Antara kehidupan seorang hamba Allah Ta’ala dengan selainnya adalah keyakinan dan iman bahwa tidak ada yang terjadi pada kehidupannya melainkan adalah ketetapan atau takdir dari Allah Ta’ala, apakah itu yang baik, seperti rejeki, atau hal buruk dalam pandangannya, seperti musibah dan kegagalan. Sebab itu, diapun menjalani kehidupannya dengan tenang karena menerima apapun yang terjadi dengan ikhlas. Maka dari itu, Nabi pun menyifati kehidupan mukmin ini dengan sabdanya berikut:
عَجَبًا لأَمْرِ الْمُؤْمِنِ إِنَّ أَمْرَهُ كُلَّهُ خَيْرٌ وَلَيْسَ ذَاكَ لأَحَدٍ إِلاَّ لِلْمُؤْمِنِ إِنْ أَصَابَتْهُ سَرَّاءُ شَكَرَ فَكَانَ خَيْرًا لَهُ وَإِنْ أَصَابَتْهُ ضَرَّاءُ صَبَرَ فَكَانَ خَيْرًا لَهُ
“Sungguh menakjubkan keadaan seorang mukmin. Semua urusannya itu baik. Ini tidaklah didapati kecuali pada seorang mukmin. Jika mendapatkan kesenangan, maka ia bersyukur. Itu baik baginya. Jika mendapatkan kesusahan, maka ia bersabar. Itu pun baik baginya.” (HR. Muslim(
Dan Al Qur’an pun menegaskan kepada seluruh kaum beriman, agar tenang dan tidak mengeluh, Allah Ta’ala berfirman:
قُلْ لَنْ يُصِيبَنَا إِلَّا مَا كَتَبَ اللَّهُ لَنَا هُوَ مَوْلَانَا ۚ وَعَلَى اللَّهِ فَلْيَتَوَكَّلِ الْمُؤْمِنُونَ
Katakanlah: “Sekali-kali tidak akan menimpa kami melainkan apa yang telah ditetapkan Allah untuk kami. Dialah Pelindung kami, dan hanya kepada Allah orang-orang yang beriman harus bertawakal”. (QS Attaubah: 51)

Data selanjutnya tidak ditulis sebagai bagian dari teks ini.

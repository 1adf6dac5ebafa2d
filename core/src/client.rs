//! Public client: the full fetch pipeline behind a handful of entry points.
//!
//! # Design
//! `XhrClient` owns the immutable [`Environment`] and the collaborators chosen
//! at construction. Each call runs `normalize → tag → dispatch → verify` in
//! strict sequence and shares nothing mutable with other calls, so the client
//! is cheap to clone and safe to use from many tasks at once. Whatever fails
//! along the way is wrapped once into an [`XhrError`] and reported to the
//! [`ErrorSink`] before the caller sees it.
//!
//! There is no retry, timeout, or cancellation. Callers that need a deadline
//! wrap the returned future, e.g. in `tokio::time::timeout`.

use std::sync::Arc;

use tracing::{debug_span, warn, Instrument};

use crate::config::{ClientConfig, Environment};
use crate::dispatch::{Dispatcher, Interceptor};
use crate::error::{ConfigError, FetchError, XhrError};
use crate::fallback::UreqTransport;
use crate::http::{Response, ResponseMode};
use crate::native::ReqwestTransport;
use crate::normalize::{normalize, FetchOptions};
use crate::origin::{origin_of_str, tag, with_cors_param};
use crate::transport::Transport;
use crate::verify::verify;

/// Receives every caller-facing failure. Responsible for user-visible
/// surfacing; the client itself never prints.
pub trait ErrorSink: Send + Sync {
    fn report(&self, category: &str, message: &str, detail: &str);
}

/// Default sink: a `tracing` warning per failure.
#[derive(Debug, Default, Clone, Copy)]
pub struct TracingSink;

impl ErrorSink for TracingSink {
    fn report(&self, category: &str, message: &str, detail: &str) {
        warn!(category, detail, "{message}");
    }
}

enum NativeChoice {
    Default,
    Custom(Arc<dyn Transport>),
    Absent,
}

/// Builder for [`XhrClient`]. Defaults: `reqwest` native transport, `ureq`
/// fallback, no interceptor, [`TracingSink`].
pub struct XhrClientBuilder {
    config: ClientConfig,
    native: NativeChoice,
    fallback: Option<Arc<dyn Transport>>,
    interceptor: Option<Arc<dyn Interceptor>>,
    sink: Arc<dyn ErrorSink>,
}

impl XhrClientBuilder {
    pub fn native(mut self, transport: Arc<dyn Transport>) -> Self {
        self.native = NativeChoice::Custom(transport);
        self
    }

    /// Build a client for an environment that has no native transport.
    pub fn without_native(mut self) -> Self {
        self.native = NativeChoice::Absent;
        self
    }

    pub fn fallback(mut self, transport: Arc<dyn Transport>) -> Self {
        self.fallback = Some(transport);
        self
    }

    pub fn interceptor(mut self, interceptor: Arc<dyn Interceptor>) -> Self {
        self.interceptor = Some(interceptor);
        self
    }

    pub fn error_sink(mut self, sink: Arc<dyn ErrorSink>) -> Self {
        self.sink = sink;
        self
    }

    pub fn build(self) -> Result<XhrClient, ConfigError> {
        let env = Arc::new(Environment::from_config(&self.config)?);
        let native: Option<Arc<dyn Transport>> = match self.native {
            NativeChoice::Default => Some(Arc::new(ReqwestTransport::new()?)),
            NativeChoice::Custom(transport) => Some(transport),
            NativeChoice::Absent => None,
        };
        let fallback: Arc<dyn Transport> = match self.fallback {
            Some(transport) => transport,
            None => Arc::new(UreqTransport::new()),
        };
        let dispatcher = Dispatcher::new(env.clone(), self.interceptor, native, fallback);
        Ok(XhrClient {
            env,
            dispatcher,
            sink: self.sink,
        })
    }
}

/// Origin-verifying HTTP client for a hosted document.
#[derive(Clone)]
pub struct XhrClient {
    env: Arc<Environment>,
    dispatcher: Dispatcher,
    sink: Arc<dyn ErrorSink>,
}

impl XhrClient {
    /// Client with the default transports and sink.
    pub fn new(config: ClientConfig) -> Result<Self, ConfigError> {
        Self::builder(config).build()
    }

    pub fn builder(config: ClientConfig) -> XhrClientBuilder {
        XhrClientBuilder {
            config,
            native: NativeChoice::Default,
            fallback: None,
            interceptor: None,
            sink: Arc::new(TracingSink),
        }
    }

    pub fn environment(&self) -> &Environment {
        &self.env
    }

    /// Fetch expecting JSON: sends `Accept: application/json` and JSON-encodes
    /// the body.
    pub async fn fetch_json(&self, url: &str, options: FetchOptions) -> Result<Response, XhrError> {
        self.run("fetch_json", url, options.response_mode(ResponseMode::Json))
            .await
    }

    /// Fetch expecting plain text.
    pub async fn fetch_text(&self, url: &str, options: FetchOptions) -> Result<Response, XhrError> {
        self.run("fetch_text", url, options.response_mode(ResponseMode::Text))
            .await
    }

    /// Fetch and parse an HTML document. Always uses the fallback transport.
    pub async fn fetch_document(&self, url: &str, options: FetchOptions) -> Result<Response, XhrError> {
        self.run(
            "fetch_document",
            url,
            options.response_mode(ResponseMode::Document),
        )
        .await
    }

    /// Generic fetch with the options exactly as given.
    pub async fn fetch(&self, url: &str, options: FetchOptions) -> Result<Response, XhrError> {
        self.run("fetch", url, options).await
    }

    /// Fire-and-confirm request, e.g. a ping or beacon. Resolves once the
    /// response has passed the same verification as any other fetch.
    pub async fn send_signal(&self, url: &str, options: FetchOptions) -> Result<Response, XhrError> {
        self.run("send_signal", url, options).await
    }

    /// `url` resolved against the location, with the origin token appended.
    pub fn cors_url(&self, url: &str) -> Result<String, XhrError> {
        let result = self
            .env
            .location()
            .join(url)
            .map_err(|e| FetchError::InvalidConfiguration(format!("invalid URL {url:?}: {e}")))
            .and_then(|resolved| with_cors_param(&self.env, &resolved));
        match result {
            Ok(tagged) => Ok(tagged.into()),
            Err(e) => Err(self.fail(origin_of_str(&self.env, url), e)),
        }
    }

    async fn run(&self, op: &'static str, url: &str, options: FetchOptions) -> Result<Response, XhrError> {
        let target_origin = origin_of_str(&self.env, url);
        let span = debug_span!("xhr", op, target_origin = %target_origin);
        self.pipeline(url, options)
            .instrument(span)
            .await
            .map_err(|e| self.fail(target_origin, e))
    }

    async fn pipeline(&self, url: &str, options: FetchOptions) -> Result<Response, FetchError> {
        let request = normalize(&self.env, url, options)?;
        let request = tag(&self.env, &request)?;
        let outcome = self.dispatcher.dispatch(&request).await;
        let response = outcome.result?;
        verify(&self.env, &request, response)
    }

    fn fail(&self, target_origin: String, error: FetchError) -> XhrError {
        let error = XhrError::wrap(target_origin, error);
        let message = format!("Failed fetching ({}/...):", error.target_origin());
        self.sink.report(error.category(), &message, error.message());
        error
    }
}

Untuk itu, ketika seorang mukmin sedang mengupayakan satu hal, dia harus optimis setelah upayanya yang optimal dan tawakkalnya kepada Allah Ta’ala, karena jika memang bagian dari rezekinya maka pasti akan dia dapat, jika tidak maka itu juga bagian dari kehidupan, yaitu kadang bersyukur, kadang bersabar.
Namun di sisi lain, tentunya syaitan tidak akan tinggal diam melihat seorang hamba Allah Ta’ala hidupnya tenang, dia akan membisikkan dan meniupkan rasa was-was ke telinga si hamba tadi, bahwa dia itu nasibnya sial karena ini dan itu, sehingga daripada terus mencoba dan akhirnya gagal juga sehingga semakin menyakitkan, maka lebih baik tidak dilakukan sama sekali, begitu bisikan syaitan dan hal itu keliru besar, karena hasil akhir dari sebuah usaha baru diketahui setelah dicoba dan itu di tangan Allah Ta’ala.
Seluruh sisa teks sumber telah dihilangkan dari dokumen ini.